During our Cyber Pandemic, companies recognizing and properly addressing the potential damage caused by threat actors will not only survive minor short-term hits to their bottom line caused by paying outside resources, they will likely be the ones coming on top after both Pandemics subside. There is definitely a light at the end of the tunnel for those willing to take the ride – just continue using trusted vehicles to get you there.
When implementing COVID-19 business continuity plans, companies should take into consideration security threats from cybercriminals looking to exploit fear, uncertainty and doubt – better known as FUD. Fear can drive a thirst for the latest information and may lead employees to seek online information in a careless fashion – leaving best practices by the wayside.
According to Reinsurance News, there has already been “a surge of coronavirus-related cyber attacks”. Many phishing attacks “have either claimed to have an attached list of people with the virus or have even asked the victim to make a bitcoin payment for it.” Not all employees are accustomed to the risks from a corporate-wide work from home (WFH) policy given the previous lack of intersection between work and personal computers.
One cyber security firm released information outlining these WFH risks. And, another security provider offers a common-sense refresher: “If you get an email that looks like it is from the WHO (World Health Organization) and you don’t normally get emails from the WHO, you should be cautious.” In addition to recommendations made by security consultants, there are privacy-forward recommendations that will necessarily mitigate against phishing exploits. For example, WFH employees should be steered towards privacy browsers such as Brave and Firefox to avoid fingerprinting and search engines such as Duckduckgo for private searches. A comprehensive listing of privacy-forward online tools is found at PrivacyTools.IO.
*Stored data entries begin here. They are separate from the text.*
use super::Coord;

/// Inclusive axis-aligned box of voxel coordinates.
///
/// An empty box has `min > max` on at least one axis; [`CoordBBox::empty`] is the
/// identity for [`CoordBBox::expand`].
#[derive(Clone, Copy, Debug, PartialEq, Eq, Hash, bincode::Encode, bincode::Decode)]
pub struct CoordBBox {
    pub min: Coord,
    pub max: Coord,
}

impl Default for CoordBBox {
    fn default() -> Self {
        Self::empty()
    }
}

impl CoordBBox {
    pub const fn new(min: Coord, max: Coord) -> Self {
        Self { min, max }
    }
    pub const fn empty() -> Self {
        Self::new(Coord::splat(i32::MAX), Coord::splat(i32::MIN))
    }
    /// Cube with corner `min` and side length `dim`.
    pub const fn create_cube(min: Coord, dim: i32) -> Self {
        Self::new(min, min.offset_by(dim - 1, dim - 1, dim - 1))
    }
    pub fn from_coord(xyz: Coord) -> Self {
        Self::new(xyz, xyz)
    }
    pub fn is_empty(&self) -> bool {
        self.min.x > self.max.x || self.min.y > self.max.y || self.min.z > self.max.z
    }
    /// Side lengths; zero on every axis for an empty box.
    pub fn dim(&self) -> Coord {
        if self.is_empty() {
            Coord::ZERO
        } else {
            self.max - self.min + Coord::splat(1)
        }
    }
    pub fn volume(&self) -> u64 {
        let d = self.dim();
        d.x as u64 * d.y as u64 * d.z as u64
    }
    pub fn contains(&self, xyz: Coord) -> bool {
        xyz.x >= self.min.x
            && xyz.y >= self.min.y
            && xyz.z >= self.min.z
            && xyz.x <= self.max.x
            && xyz.y <= self.max.y
            && xyz.z <= self.max.z
    }
    pub fn contains_bbox(&self, other: &CoordBBox) -> bool {
        !other.is_empty() && self.contains(other.min) && self.contains(other.max)
    }
    pub fn has_overlap(&self, other: &CoordBBox) -> bool {
        !self.intersection(other).is_empty()
    }
    pub fn intersection(&self, other: &CoordBBox) -> CoordBBox {
        CoordBBox::new(self.min.max(other.min), self.max.min(other.max))
    }
    pub fn expand(&mut self, xyz: Coord) {
        self.min = self.min.min(xyz);
        self.max = self.max.max(xyz);
    }
    pub fn expand_bbox(&mut self, other: &CoordBBox) {
        if !other.is_empty() {
            self.min = self.min.min(other.min);
            self.max = self.max.max(other.max);
        }
    }
    /// Grows (or shrinks, for negative `n`) every face by `n` voxels.
    pub fn expanded_by(&self, n: i32) -> CoordBBox {
        CoordBBox::new(self.min - Coord::splat(n), self.max + Coord::splat(n))
    }
    pub fn translated(&self, t: Coord) -> CoordBBox {
        CoordBBox::new(self.min + t, self.max + t)
    }
    /// Coordinates in x-major order (z varies fastest).
    pub fn iter(&self) -> CoordIter {
        CoordIter {
            bbox: *self,
            next: if self.is_empty() { None } else { Some(self.min) },
        }
    }
}

impl IntoIterator for CoordBBox {
    type Item = Coord;
    type IntoIter = CoordIter;
    fn into_iter(self) -> CoordIter {
        self.iter()
    }
}

pub struct CoordIter {
    bbox: CoordBBox,
    next: Option<Coord>,
}

impl Iterator for CoordIter {
    type Item = Coord;
    fn next(&mut self) -> Option<Coord> {
        let current = self.next?;
        let mut n = current;
        n.z += 1;
        if n.z > self.bbox.max.z {
            n.z = self.bbox.min.z;
            n.y += 1;
            if n.y > self.bbox.max.y {
                n.y = self.bbox.min.y;
                n.x += 1;
            }
        }
        self.next = (n.x <= self.bbox.max.x).then_some(n);
        Some(current)
    }
}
Criminals have already exploited the current FUD by creating very convincing COVID-19-related links. As reported by Brian Krebs, several Russian language cybercrime forums now sell a “digital Coronavirus infection kit” that uses the Hopkins interactive map of real-time infections as part of a Java-based malware deployment scheme. The kit only costs $200 if the buyer has a Java code signing certificate and $700 if the buyer uses the seller’s certificate.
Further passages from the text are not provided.